Different human leukocyte antigen (HLA) genotypes have been known to be associated with the risk of development of Sjögren's syndrome in different populations, but this association has never been reported in Taiwan. We enrolled 1044 subjects (673 patients, 371 controls) and tested their HLA-DR genotypes. We found an increased risk of Sjögren's syndrome in patients carrying HLA-DR8. DR1 and DR14 were associated with increased risk of eye involvement (uveitis, scleritis or optic neuritis), while DR15 was associated with increased risk of interstitial lung disease. DR8 was associated with increased risk of formation of multiple antibodies: anti-Ro, rheumatoid factor and antinuclear antibodies (ANA) reaching titer 1:80 or above. DR9 was associated with decreased risk of formation of anti-La antibodies and increased risk of formation of antithyroglobulin antibodies. DR10 was associated with risk of formation of anticyclic citrullinated peptide (anti-CCP) antibodies, and DR11 was associated with increased risk of formation of anti-La antibodies.

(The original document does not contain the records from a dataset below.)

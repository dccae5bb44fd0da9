// SPDX-License-Identifier: CEPL-1.0
use anyhow::Result;
use ash::vk;
use life_render::FRAMES_IN_FLIGHT;

/// Per-slot sync. Distinct from swapchain images.
pub struct FrameSlot {
    pub image_available: vk::Semaphore,
    pub render_complete: vk::Semaphore,
    pub in_flight: vk::Fence,
}

pub struct FrameSlots {
    slots: Vec<FrameSlot>,
}

impl FrameSlots {
    /// Fences start signalled so the first wait on every slot returns at once.
    pub unsafe fn new(device: &ash::Device) -> Result<Self> {
        let sem_ci = vk::SemaphoreCreateInfo::default();
        let fence_ci = vk::FenceCreateInfo {
            s_type: vk::StructureType::FENCE_CREATE_INFO,
            flags: vk::FenceCreateFlags::SIGNALED,
            ..Default::default()
        };
        let mut slots = Vec::with_capacity(FRAMES_IN_FLIGHT);
        for _ in 0..FRAMES_IN_FLIGHT {
            unsafe {
                slots.push(FrameSlot {
                    image_available: device.create_semaphore(&sem_ci, None)?,
                    render_complete: device.create_semaphore(&sem_ci, None)?,
                    in_flight: device.create_fence(&fence_ci, None)?,
                });
            }
        }
        Ok(Self { slots })
    }

    pub fn get(&self, slot: usize) -> &FrameSlot {
        &self.slots[slot]
    }

    pub unsafe fn destroy(&mut self, device: &ash::Device) {
        for s in self.slots.drain(..) {
            unsafe {
                device.destroy_fence(s.in_flight, None);
                device.destroy_semaphore(s.render_complete, None);
                device.destroy_semaphore(s.image_available, None);
            }
        }
    }
}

Oral ulcer was found to be negatively associated with anti-Ro antibodies and with anti-ENA antibodies. Skin lesions were associated with ANA antibody titer elevation to 1:80 or above. Malignancies of any kind were associated with the presence of cryoglobulin. Females were more likely to be diagnosed at a younger age than males. There was no statistically significant relationship between HLA-DR genotype and age at disease diagnosis. In patients with Sjögren's syndrome in Taiwan, the presence of HLA-DR8 appeared to be a risk factor. In addition, we found several associations between HLA-DR genotype, clinical presentation, and autoantibody status among them.